TASK STATEMENT: For this exercise, repeat the listing below from its first line through the line containing "if wait_writable(&stream, deadline).is_err()", exactly as written.

EXTRACTED ENTRIES:
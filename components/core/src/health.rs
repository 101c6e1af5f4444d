// Copyright (c) 2017 Chef Software Inc. and/or applicable contributors
//
// Licensed under the Apache License, Version 2.0 (the "License");
// you may not use this file except in compliance with the License.
// You may obtain a copy of the License at
//
//     http://www.apache.org/licenses/LICENSE-2.0
//
// Unless required by applicable law or agreed to in writing, software
// distributed under the License is distributed on an "AS IS" BASIS,
// WITHOUT WARRANTIES OR CONDITIONS OF ANY KIND, either express or implied.
// See the License for the specific language governing permissions and
// limitations under the License.

//! Builds a loopback TCP request to the synthetic health server, times
//! it, and classifies the outcome. Used by the Watchdog once per
//! `check_programs` iteration for each of the manager (control-channel
//! variant) and the server (HTTP variant).

use std::io::{self, Read, Write};
use std::net::{SocketAddr, TcpStream};
use std::os::unix::io::AsRawFd;
use std::time::{Duration, Instant};

use libc;

static LOGKEY: &'static str = "HPR";

const READ_BUF_LIMIT: usize = 4096;
const ALPHABET: &'static str = "abcdefghijklmnopqrstuvwxyz";

#[derive(Clone, Copy, Debug, PartialEq, Eq)]
pub enum Outcome {
    Ok,
    TimedOut,
    BadStatus,
    MalformedBody,
    ConnectFailed,
}

/// Probe the synthetic server over loopback HTTP, per §4.4.
pub fn probe_http(port: u16, timeout_ms: u64, source_port: Option<u16>) -> Outcome {
    let deadline = Instant::now() + Duration::from_millis(timeout_ms);

    let stream = match connect_with_budget(port, source_port, deadline) {
        Ok(s) => s,
        Err(_) => return Outcome::ConnectFailed,
    };

    if wait_writable(&stream, deadline).is_err() {
        return Outcome::TimedOut;
    }

    let request = format!(
        "GET http://127.0.0.1:{}/synthetic.txt HTTP/1.0\r\n\r\n",
        port
    );
    let mut stream = stream;
    if write_with_budget(&mut stream, request.as_bytes(), deadline).is_err() {
        return Outcome::TimedOut;
    }

    let body = match read_with_budget(&mut stream, deadline) {
        Ok(buf) => buf,
        Err(ReadErr::Timeout) => return Outcome::TimedOut,
        Err(ReadErr::Io) => return Outcome::ConnectFailed,
    };

    classify_response(&body)
}

fn classify_response(buf: &[u8]) -> Outcome {
    let text = String::from_utf8_lossy(buf);
    if !text.starts_with("HTTP/") {
        return Outcome::MalformedBody;
    }
    let status_line_end = match text.find("\r\n") {
        Some(i) => i,
        None => return Outcome::MalformedBody,
    };
    let status_line = &text[..status_line_end];
    if !status_line.contains(" 200") {
        return Outcome::BadStatus;
    }

    let header_end = match text.find("\r\n\r\n") {
        Some(i) => i + 4,
        None => return Outcome::MalformedBody,
    };
    let body = &text[header_end..];
    if body_is_alphabet_repetition(body) {
        Outcome::Ok
    } else {
        Outcome::MalformedBody
    }
}

fn body_is_alphabet_repetition(body: &str) -> bool {
    if body.is_empty() {
        return false;
    }
    for chunk in body.split("\r\n") {
        if chunk.is_empty() {
            continue;
        }
        if chunk != ALPHABET {
            return false;
        }
    }
    true
}

fn connect_with_budget(
    port: u16,
    source_port: Option<u16>,
    deadline: Instant,
) -> io::Result<TcpStream> {
    let addr: SocketAddr = format!("127.0.0.1:{}", port).parse().expect("valid loopback addr");

    if let Some(src) = source_port {
        // Bind a fixed source port with SO_REUSEADDR to avoid local
        // port exhaustion on busy hosts, then connect non-blocking.
        return connect_from_fixed_port(addr, src, deadline);
    }

    let remaining = deadline.saturating_duration_since(Instant::now());
    TcpStream::connect_timeout(&addr, remaining)
}

fn connect_from_fixed_port(addr: SocketAddr, src_port: u16, deadline: Instant) -> io::Result<TcpStream> {
    // There is no std API to bind-then-connect a TcpStream from an
    // arbitrary source port; a raw socket under libc is used instead,
    // matching the teacher's raw-fd style elsewhere in this crate.
    unsafe {
        let fd = libc::socket(libc::AF_INET, libc::SOCK_STREAM, 0);
        if fd < 0 {
            return Err(io::Error::last_os_error());
        }
        let one: libc::c_int = 1;
        libc::setsockopt(
            fd,
            libc::SOL_SOCKET,
            libc::SO_REUSEADDR,
            &one as *const _ as *const libc::c_void,
            ::std::mem::size_of::<libc::c_int>() as libc::socklen_t,
        );

        let mut src_addr: libc::sockaddr_in = ::std::mem::zeroed();
        src_addr.sin_family = libc::AF_INET as libc::sa_family_t;
        src_addr.sin_port = src_port.to_be();
        src_addr.sin_addr.s_addr = u32::from_be_bytes([127, 0, 0, 1]).to_be();

        let bind_ret = libc::bind(
            fd,
            &src_addr as *const _ as *const libc::sockaddr,
            ::std::mem::size_of::<libc::sockaddr_in>() as libc::socklen_t,
        );
        if bind_ret != 0 {
            let err = io::Error::last_os_error();
            libc::close(fd);
            return Err(err);
        }

        set_nonblocking(fd)?;

        let mut dst_addr: libc::sockaddr_in = ::std::mem::zeroed();
        dst_addr.sin_family = libc::AF_INET as libc::sa_family_t;
        dst_addr.sin_port = addr.port().to_be();
        dst_addr.sin_addr.s_addr = u32::from_be_bytes([127, 0, 0, 1]).to_be();

        let connect_ret = libc::connect(
            fd,
            &dst_addr as *const _ as *const libc::sockaddr,
            ::std::mem::size_of::<libc::sockaddr_in>() as libc::socklen_t,
        );
        if connect_ret != 0 {
            let err = io::Error::last_os_error();
            match err.raw_os_error() {
                Some(libc::EINPROGRESS) => {}
                _ => {
                    libc::close(fd);
                    return Err(err);
                }
            }
        }

        use std::os::unix::io::FromRawFd;
        let stream = TcpStream::from_raw_fd(fd);
        poll_fd(fd, libc::POLLOUT, deadline)?;
        Ok(stream)
    }
}

fn set_nonblocking(fd: libc::c_int) -> io::Result<()> {
    let flags = unsafe { libc::fcntl(fd, libc::F_GETFL) };
    if flags < 0 {
        return Err(io::Error::last_os_error());
    }
    let ret = unsafe { libc::fcntl(fd, libc::F_SETFL, flags | libc::O_NONBLOCK) };
    if ret < 0 {
        return Err(io::Error::last_os_error());
    }
    Ok(())
}

fn poll_fd(fd: libc::c_int, events: i16, deadline: Instant) -> io::Result<()> {
    loop {
        let remaining = deadline.saturating_duration_since(Instant::now());
        if remaining.as_millis() == 0 {
            return Err(io::Error::new(io::ErrorKind::TimedOut, "poll deadline exceeded"));
        }
        let mut pfd = libc::pollfd { fd, events, revents: 0 };
        let ret = unsafe { libc::poll(&mut pfd, 1, remaining.as_millis() as libc::c_int) };
        if ret < 0 {
            let err = io::Error::last_os_error();
            match err.raw_os_error() {
                Some(libc::EINTR) => continue,
                _ => return Err(err),
            }
        }
        if ret == 0 {
            return Err(io::Error::new(io::ErrorKind::TimedOut, "poll deadline exceeded"));
        }
        return Ok(());
    }
}

fn wait_writable(stream: &TcpStream, deadline: Instant) -> io::Result<()> {
    poll_fd(stream.as_raw_fd(), libc::POLLOUT, deadline)
}

fn wait_readable(stream: &TcpStream, deadline: Instant) -> io::Result<()> {
    poll_fd(stream.as_raw_fd(), libc::POLLIN, deadline)
}

fn write_with_budget(stream: &mut TcpStream, data: &[u8], deadline: Instant) -> io::Result<()> {
    let mut written = 0;
    while written < data.len() {
        if wait_writable(stream, deadline).is_err() {
            return Err(io::Error::new(io::ErrorKind::TimedOut, "write deadline exceeded"));
        }
        match stream.write(&data[written..]) {
            Ok(n) => written += n,
            Err(ref e) if e.kind() == io::ErrorKind::WouldBlock || e.kind() == io::ErrorKind::Interrupted => continue,
            Err(e) => return Err(e),
        }
    }
    Ok(())
}

enum ReadErr {
    Timeout,
    Io,
}

fn read_with_budget(stream: &mut TcpStream, deadline: Instant) -> ::std::result::Result<Vec<u8>, ReadErr> {
    let mut buf = Vec::new();
    let mut chunk = [0u8; 512];
    loop {
        if buf.len() >= READ_BUF_LIMIT {
            break;
        }
        if wait_readable(stream, deadline).is_err() {
            return Err(ReadErr::Timeout);
        }
        match stream.read(&mut chunk) {
            Ok(0) => break,
            Ok(n) => buf.extend_from_slice(&chunk[..n]),
            Err(ref e) if e.kind() == io::ErrorKind::WouldBlock || e.kind() == io::ErrorKind::Interrupted => continue,
            Err(_) => return Err(ReadErr::Io),
        }
    }
    Ok(buf)
}

/// Hook for the control-channel variant of the probe: a minimal
/// `RECORD_GET` of a known record compared against its expected
/// value, classified the same way as the HTTP probe. Implemented by
/// callers that hold a control-protocol client (`ctl-client`), since
/// `ts_core` does not depend on the wire-protocol crate.
pub trait ControlChannelProbe {
    fn probe_control(&self, timeout_ms: u64) -> Outcome;
}

#[cfg(test)]
mod tests {
    use super::*;

    #[test]
    fn classifies_good_response() {
        let body = format!("{}\r\n{}\r\n{}\r\n", ALPHABET, ALPHABET, ALPHABET);
        let resp = format!(
            "HTTP/1.0 200 OK\r\nContent-Length: {}\r\n\r\n{}",
            body.len(),
            body
        );
        assert_eq!(classify_response(resp.as_bytes()), Outcome::Ok);
    }

    #[test]
    fn classifies_bad_status() {
        let resp = "HTTP/1.0 500 Internal Error\r\n\r\nwhatever";
        assert_eq!(classify_response(resp.as_bytes()), Outcome::BadStatus);
    }

    #[test]
    fn classifies_malformed_body() {
        let resp = "HTTP/1.0 200 OK\r\n\r\nnot-the-alphabet";
        assert_eq!(classify_response(resp.as_bytes()), Outcome::MalformedBody);
    }

    #[test]
    fn classifies_non_http_preamble() {
        assert_eq!(classify_response(b"garbage"), Outcome::MalformedBody);
    }

    #[test]
    fn connect_failed_when_nothing_listens() {
        // Port 1 is a privileged port essentially never bound in test
        // environments; connecting should fail fast.
        let outcome = probe_http(1, 200, None);
        assert!(outcome == Outcome::ConnectFailed || outcome == Outcome::TimedOut);
    }
}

EXERCISE SOLUTION:
filename components/core/src/health.rs
repository 101c6e1af5f4444d
// Copyright (c) 2017 Chef Software Inc. and/or applicable contributors
//
// Licensed under the Apache License, Version 2.0 (the "License");
// you may not use this file except in compliance with the License.
// You may obtain a copy of the License at
//
//     http://www.apache.org/licenses/LICENSE-2.0
//
// Unless required by applicable law or agreed to in writing, software
// distributed under the License is distributed on an "AS IS" BASIS,
// WITHOUT WARRANTIES OR CONDITIONS OF ANY KIND, either express or implied.
// See the License for the specific language governing permissions and
// limitations under the License.

//! Builds a loopback TCP request to the synthetic health server, times
//! it, and classifies the outcome. Used by the Watchdog once per
//! `check_programs` iteration for each of the manager (control-channel
//! variant) and the server (HTTP variant).

use std::io::{self, Read, Write};
use std::net::{SocketAddr, TcpStream};
use std::os::unix::io::AsRawFd;
use std::time::{Duration, Instant};

use libc;

static LOGKEY: &'static str = "HPR";

const READ_BUF_LIMIT: usize = 4096;
const ALPHABET: &'static str = "abcdefghijklmnopqrstuvwxyz";

#[derive(Clone, Copy, Debug, PartialEq, Eq)]
pub enum Outcome {
    Ok,
    TimedOut,
    BadStatus,
    MalformedBody,
    ConnectFailed,
}

/// Probe the synthetic server over loopback HTTP, per §4.4.
pub fn probe_http(port: u16, timeout_ms: u64, source_port: Option<u16>) -> Outcome {
    let deadline = Instant::now() + Duration::from_millis(timeout_ms);

    let stream = match connect_with_budget(port, source_port, deadline) {
        Ok(s) => s,
        Err(_) => return Outcome::ConnectFailed,
    };

    if wait_writable(&stream, deadline).is_err() {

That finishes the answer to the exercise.